14. Jurassic 5, “Lausd”

Jurassic 5’s Quality Control was the hip-hop collective’s major-label debut and brought the first national attention to the slew of talent coming out of South Central’s Good Life Café open mic nights. Released in 2000, the record featured 15 tracks of freestyle-inspired knowledge, peppered with an occasional drop of L.A. pride. On “Lausd,” the city becomes the subject, as each J5 member takes turns spitting reality checks to anyone who hasn’t made it past the SoCal clichés of enviable weather and Hollywood glamour. Through a succession of rapid-fire verses, Chali 2na, Akil, Zaakir and Marc 7 give a primer on the “the land of earthquakes and high crime rates,” where hopes are blown, drama collects, and you better not need a babysitter if you’re ever going to make it out alive with your big dreams intact. - Sarah Bennett


13. Soul Coughing, “Screenwriter’s Blues”

“You are going to Reseda to make love to a model from Ohio / Whose real name you don’t know.” Somehow, without ever having set foot in Los Angeles (a brief trip to Orange County notwithstanding), a young singer-songwriter from New York named Mike Doughty nailed the hazy, rootless feeling that falls over you in this city when it’s 5 a.m. and you’re hurtling down an empty freeway towards that last, lonely, desperate booty call, with the sun’s first rays “painting the smoke over our heads an imperial violet” and only a blathering morning radio jock to keep you company. L.A. is both a city built on fantasies, and a city where fantasies dissolve in the cold light of day — and Soul Coughing’s funny, phantasmagoric portrait captures both aspects in near-perfect symmetry. - Andy Hermann


12. The Decemberists, “Los Angeles, I’m Yours”
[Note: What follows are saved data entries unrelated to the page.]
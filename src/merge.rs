//! Combine several annotation files into one.
//!
//! Records are concatenated in input order, de-duplicated by `image_id` (last
//! one wins) and sorted by `created_utc`. The merged header spans all inputs
//! and carries no filter markers: a merged file starts over as unfiltered.

use crate::error::CurateError;
use crate::paths::expand_annotation_inputs;
use crate::store::{dedup_sorted, AnnotationStore, StoreInfo, VERSION};
use anyhow::{Context, Result};
use std::fs;
use std::path::{Path, PathBuf};

/// Merge in-memory stores. Needs at least two.
pub fn merge(stores: &[AnnotationStore]) -> Result<AnnotationStore> {
    if stores.len() < 2 {
        return Err(CurateError::NothingToMerge(stores.len()).into());
    }

    let mut start = stores[0].info.start()?;
    let mut end = stores[0].info.end()?;
    let mut records = Vec::with_capacity(stores.iter().map(|s| s.len()).sum());
    for s in stores {
        start = start.min(s.info.start()?);
        end = end.max(s.info.end()?);
        records.extend(s.annotations.iter().cloned());
    }

    Ok(AnnotationStore { info: StoreInfo::new(start, end), annotations: dedup_sorted(records) })
}

#[derive(Clone, Debug, Default)]
pub struct MergeReport {
    pub inputs: Vec<PathBuf>,
    pub num_records: usize,
    pub deleted: Vec<PathBuf>,
}

fn same_file(a: &Path, b: &Path) -> bool {
    match (fs::canonicalize(a), fs::canonicalize(b)) {
        (Ok(x), Ok(y)) => x == y,
        _ => a == b,
    }
}

/// Merge annotation files (directories expand to their `*.json` files) into `save_to`.
///
/// Returns `Ok(None)` with a warning when fewer than two files are found.
/// With `delete_old`, inputs from another version or carrying filter markers
/// abort the merge before anything is written; otherwise they only warn.
pub fn merge_files(inputs: &[PathBuf], save_to: &Path, delete_old: bool) -> Result<Option<MergeReport>> {
    let paths = expand_annotation_inputs(inputs);
    if paths.len() < 2 {
        tracing::warn!("Nothing to merge: provided less than two file paths!");
        return Ok(None);
    }

    let mut stores = Vec::with_capacity(paths.len());
    for p in &paths {
        let store = AnnotationStore::load(p)?;

        if store.info.version != VERSION {
            tracing::warn!(
                "Version mismatch for merge: {} has {} and package has {}!",
                p.display(),
                store.info.version,
                VERSION
            );
            if delete_old {
                return Err(CurateError::DeleteRefused(format!(
                    "{} was produced by version {}; run without delete",
                    p.display(),
                    store.info.version
                ))
                .into());
            }
        }

        if !store.info.applied_stages().is_empty() {
            tracing::warn!("{} filter info will not be included in merged file!", p.display());
            if delete_old {
                return Err(CurateError::DeleteRefused(format!(
                    "{} is already filtered; run without delete",
                    p.display()
                ))
                .into());
            }
        }
        stores.push(store);
    }

    let merged = merge(&stores)?;
    tracing::info!("Saving merged annotations at {}...", save_to.display());
    merged.save(save_to)?;

    let mut report = MergeReport { inputs: paths.clone(), num_records: merged.len(), deleted: Vec::new() };

    if delete_old {
        tracing::warn!("Deleting old file paths after merging...");
        for old in &paths {
            // The merged file may overwrite one of its own inputs.
            if same_file(old, save_to) {
                continue;
            }
            fs::remove_file(old).with_context(|| format!("delete {}", old.display()))?;
            tracing::warn!("Deleted {}!", old.display());
            report.deleted.push(old.clone());
        }
    }
    Ok(Some(report))
}
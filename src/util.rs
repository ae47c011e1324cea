use anyhow::{Context, Result};
use serde::Serialize;
use std::fs::{self, File};
use std::io::{self, BufWriter, Write};
use std::path::{Path, PathBuf};
use std::thread::sleep;
use std::time::Duration;

static INIT_ONCE: std::sync::Once = std::sync::Once::new();
pub fn init_tracing_once() {
    INIT_ONCE.call_once(|| {
        let env_filter = std::env::var("RUST_LOG").unwrap_or_else(|_| "info".to_string());
        let _ = tracing_subscriber::fmt().with_env_filter(env_filter).try_init();
    });
}

// -------- robust file ops with backoff (AV scanners, network shares) --------

/// Return true for transient/retriable I/O errors often seen on Windows when
/// filter drivers (AV/backup), USB/NAS volumes, or sharing violations occur.
fn is_retriable_io_error(e: &io::Error) -> bool {
    // 5 access denied, 32 sharing violation, 33 lock violation, 225 AV blocked,
    // 1006 volume altered, 1117 device error, 1224 user-mapped section, 21 not ready.
    // Windows codes only; on Unix 21 is EISDIR and 5 is EIO.
    cfg!(windows) && matches!(e.raw_os_error(), Some(5 | 21 | 32 | 33 | 225 | 1006 | 1117 | 1224))
}

/// Run `op` up to `tries` times, backing off linearly on retriable errors only.
fn with_io_backoff<T>(tries: usize, delay_ms: u64, mut op: impl FnMut() -> io::Result<T>) -> io::Result<T> {
    let mut last_err: Option<io::Error> = None;
    for i in 0..tries.max(1) {
        match op() {
            Ok(v) => return Ok(v),
            Err(e) if is_retriable_io_error(&e) => {
                last_err = Some(e);
                sleep(Duration::from_millis(delay_ms.saturating_mul((i + 1) as u64)));
            }
            Err(e) => return Err(e),
        }
    }
    Err(last_err.unwrap_or_else(|| io::Error::new(io::ErrorKind::Other, "retries exhausted")))
}

pub fn open_with_backoff(path: &Path, tries: usize, delay_ms: u64) -> io::Result<File> {
    with_io_backoff(tries, delay_ms, || File::open(path))
}

pub fn create_with_backoff(path: &Path, tries: usize, delay_ms: u64) -> io::Result<File> {
    with_io_backoff(tries, delay_ms, || File::create(path))
}

/// Remove a file; a file that is already gone counts as success.
/// Returns whether something was actually deleted.
pub fn remove_with_backoff(path: &Path, tries: usize, delay_ms: u64) -> Result<bool> {
    let res = with_io_backoff(tries, delay_ms, || match fs::remove_file(path) {
        Ok(()) => Ok(true),
        Err(e) if e.kind() == io::ErrorKind::NotFound => Ok(false),
        Err(e) => Err(e),
    });
    res.with_context(|| format!("remove {}", path.display()))
}

/// Replace `dest` with `tmp`. Falls back to copy+remove when rename is refused.
pub fn replace_file_atomic_backoff(tmp: &Path, dest: &Path) -> Result<()> {
    let (tries, delay_ms) = (20usize, 50u64);
    if with_io_backoff(tries, delay_ms, || fs::rename(tmp, dest)).is_ok() {
        return Ok(());
    }
    with_io_backoff(tries, delay_ms, || fs::copy(tmp, dest))
        .with_context(|| format!("copy {} -> {}", tmp.display(), dest.display()))?;
    remove_with_backoff(tmp, tries, delay_ms)?;
    Ok(())
}

fn staging_path(dest: &Path) -> PathBuf {
    let mut name = dest.file_name().map(|n| n.to_os_string()).unwrap_or_default();
    name.push(".inprogress");
    dest.with_file_name(name)
}

fn ensure_parent(dest: &Path) -> Result<()> {
    if let Some(parent) = dest.parent() {
        if !parent.as_os_str().is_empty() {
            fs::create_dir_all(parent).with_context(|| format!("create {}", parent.display()))?;
        }
    }
    Ok(())
}

/// Write through a sibling temp file, then promote it to `dest`.
/// A failed write never leaves a half-written `dest` behind, nor the temp file.
fn write_replace_with(dest: &Path, fill: impl FnOnce(&mut BufWriter<File>) -> Result<()>) -> Result<()> {
    ensure_parent(dest)?;
    let tmp = staging_path(dest);
    let written = create_with_backoff(&tmp, 16, 50)
        .with_context(|| format!("create {}", tmp.display()))
        .and_then(|f| {
            let mut w = BufWriter::with_capacity(256 * 1024, f);
            fill(&mut w)?;
            w.flush().with_context(|| format!("flush {}", tmp.display()))
        });
    if let Err(e) = written {
        if let Err(cleanup) = remove_with_backoff(&tmp, 4, 25) {
            tracing::warn!("leaving {}: {:#}", tmp.display(), cleanup);
        }
        return Err(e);
    }
    replace_file_atomic_backoff(&tmp, dest)
}

/// Serialize `value` as compact JSON into `dest`.
pub fn write_json_replace<T: Serialize>(dest: &Path, value: &T) -> Result<()> {
    write_replace_with(dest, |w| {
        serde_json::to_writer(w, value).with_context(|| format!("serialize {}", dest.display()))
    })
}

pub fn write_bytes_replace(dest: &Path, bytes: &[u8]) -> Result<()> {
    write_replace_with(dest, |w| w.write_all(bytes).with_context(|| format!("write {}", dest.display())))
}
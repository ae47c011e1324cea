use anyhow::{anyhow, Result};
use std::fmt;
use std::str::FromStr;
use time::macros::format_description;
use time::{Date, Month, OffsetDateTime};

pub const SECONDS_PER_DAY: i64 = 24 * 60 * 60;

/// Simple "YYYY-MM" utility with safe arithmetic and ordering.
#[derive(Clone, Copy, Debug, PartialEq, Eq, PartialOrd, Ord, Hash)]
pub struct YearMonth {
    pub year: u16,
    pub month: u8, // 1..=12
}

impl YearMonth {
    pub fn new(year: u16, month: u8) -> Self {
        assert!((1..=12).contains(&month), "Month must be 1..=12");
        Self { year, month }
    }

    fn time_month(self) -> Month {
        // Constructed values always hold 1..=12.
        Month::try_from(self.month).unwrap_or(Month::January)
    }

    pub fn first_day(self) -> Date {
        Date::from_calendar_date(self.year as i32, self.time_month(), 1).unwrap_or(Date::MIN)
    }

    pub fn last_day(self) -> Date {
        let n = time::util::days_in_year_month(self.year as i32, self.time_month());
        Date::from_calendar_date(self.year as i32, self.time_month(), n).unwrap_or(Date::MAX)
    }

    /// Every calendar day of this month, in order.
    pub fn days(self) -> Vec<Date> {
        let last = self.last_day();
        let mut out = Vec::with_capacity(31);
        let mut d = self.first_day();
        loop {
            out.push(d);
            if d >= last { break; }
            match d.next_day() {
                Some(n) => d = n,
                None => break,
            }
        }
        out
    }
}

impl fmt::Display for YearMonth {
    fn fmt(&self, f: &mut fmt::Formatter<'_>) -> fmt::Result {
        write!(f, "{:04}-{:02}", self.year, self.month)
    }
}

impl FromStr for YearMonth {
    type Err = String;
    fn from_str(s: &str) -> Result<Self, Self::Err> {
        let parts: Vec<_> = s.split('-').collect();
        if parts.len() != 2 {
            return Err("expected YYYY-MM".into());
        }
        let year: u16 = parts[0].parse().map_err(|_| "invalid year")?;
        let month: u8 = parts[1].parse().map_err(|_| "invalid month")?;
        if !(1..=12).contains(&month) {
            return Err("month must be 01..12".into());
        }
        Ok(Self { year, month })
    }
}

/// Parse a `YYYY-MM-DD` header date.
pub fn parse_day(s: &str) -> Result<Date> {
    Date::parse(s, format_description!("[year]-[month]-[day]"))
        .map_err(|e| anyhow!("invalid date '{}': {}", s, e))
}

pub fn format_day(d: Date) -> String {
    d.format(format_description!("[year]-[month]-[day]"))
        .unwrap_or_else(|_| d.to_string())
}

/// Epoch second of `d` at 00:00:00 UTC.
pub fn day_start_utc(d: Date) -> i64 {
    d.midnight().assume_utc().unix_timestamp()
}

/// Epoch second of `d` at 23:59:59 UTC (inclusive day end).
pub fn day_end_utc(d: Date) -> i64 {
    day_start_utc(d) + SECONDS_PER_DAY - 1
}

/// Render an epoch second as `YYYY-MM-DD HH:MM:SS` for log lines.
pub fn fmt_epoch(ts: i64) -> String {
    match OffsetDateTime::from_unix_timestamp(ts) {
        Ok(dt) => dt
            .format(format_description!("[year]-[month]-[day] [hour]:[minute]:[second]"))
            .unwrap_or_else(|_| ts.to_string()),
        Err(_) => ts.to_string(),
    }
}
//! Progress reporting: item-count bars that can be switched off (tests, quiet runs).

use indicatif::{MultiProgress, ProgressBar, ProgressStyle};
use std::sync::{Arc, OnceLock};

/// Optional global MultiProgress that allows multiple bars to render concurrently.
/// If unset, progress bars draw to the default terminal target.
static GLOBAL_MP: OnceLock<Arc<MultiProgress>> = OnceLock::new();

/// Install a global MultiProgress used by all subsequently created progress bars.
/// Safe to call once; additional calls are ignored.
pub fn set_global_multiprogress(mp: Arc<MultiProgress>) {
    let _ = GLOBAL_MP.set(mp);
}

fn new_bar(total: u64) -> ProgressBar {
    if let Some(mp) = GLOBAL_MP.get() {
        mp.add(ProgressBar::new(total))
    } else {
        ProgressBar::new(total)
    }
}

/// Count-style progress bar (items processed out of total), with an optional label.
pub fn make_count_progress(total: u64, label: &str) -> ProgressBar {
    let pb = new_bar(total);
    if let Ok(style) = ProgressStyle::with_template(
        "{spinner:.green} {msg} {pos}/{len} [{bar:.cyan/blue}] {percent:>3}%  \
         it/s: {per_sec}  elapsed: {elapsed_precise}  eta: {eta_precise}",
    ) {
        pb.set_style(style.progress_chars("█▉▊▋▌▍▎▏  "));
    }
    if !label.is_empty() {
        pb.set_message(label.to_string());
    }
    pb.enable_steady_tick(std::time::Duration::from_millis(100));
    pb
}

/// A bar that may be disabled; every method is a no-op when it is.
pub struct ProgressScope {
    pb: Option<ProgressBar>,
}

impl ProgressScope {
    pub fn count<T: Into<String>>(enabled: bool, label: T, total: u64) -> Self {
        let pb = if enabled { Some(make_count_progress(total, &label.into())) } else { None };
        Self { pb }
    }

    pub fn disabled() -> Self {
        Self { pb: None }
    }

    #[inline]
    pub fn inc(&self, delta: u64) {
        if let Some(pb) = &self.pb { pb.inc(delta); }
    }

    pub fn finish<T: Into<String>>(&self, msg: T) {
        if let Some(pb) = &self.pb { pb.finish_with_message(msg.into()); }
    }
}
For those who hate but love L.A., The Decemberists’ reluctant 2003 ode puts all those complicated, mixed feelings to song. In “Los Angeles, I’m Yours,” the Portland-based band turns our city’s most unlovable elements — from prostitutes to pollution — into poetic verses that seem at first to promote immediate evacuation. Who wants to live in a “ditch of iniquity and tears”? But just as singer Colin Meloy and his acoustic guitar have you abhorring L.A. as much as he does (or at the very least never wanting to hit the beach — “an ocean’s garbled vomit on the shore” — again), he resigns himself to affection for it, singing the eponymous one-line chorus as only an outsider can — with enough thoughtful contradiction to make all the ugliness beautiful. - Sarah Bennett


11. Mötley CrÜe, “Girls, Girls, Girls”

“Girls, Girls, Girls” is primarily a not-so-subtle ode to strippers. But at the heart of the metal song is a heartfelt love letter to Los Angeles, the neon paradise where all the girls raise hell. Mötley CrÜe’s most instantly recognizable anthem serves as a lyrical directory of strip clubs from Atlanta to Vancouver to Paris, but its sound is pure late-night Los Angeles. A four-and-a-half-minute medley of wailing electric guitars, head-banging rhythms, and testosterone-amped hooting and hollering, “Girls, Girls, Girls” has come to define the Sunset Strip and its infamous 1980s party scene. Vince Neil immortalized the now-defunct Tropicana (“where I lost my heart”), and cemented Body Shop and Seventh Veil (reportedly Neil’s favorite hangout, and the setting for the tawdry music video) as Hollywood landmarks. - Jennifer Swann


10. Warren Zevon, “Desperados Under the Eaves”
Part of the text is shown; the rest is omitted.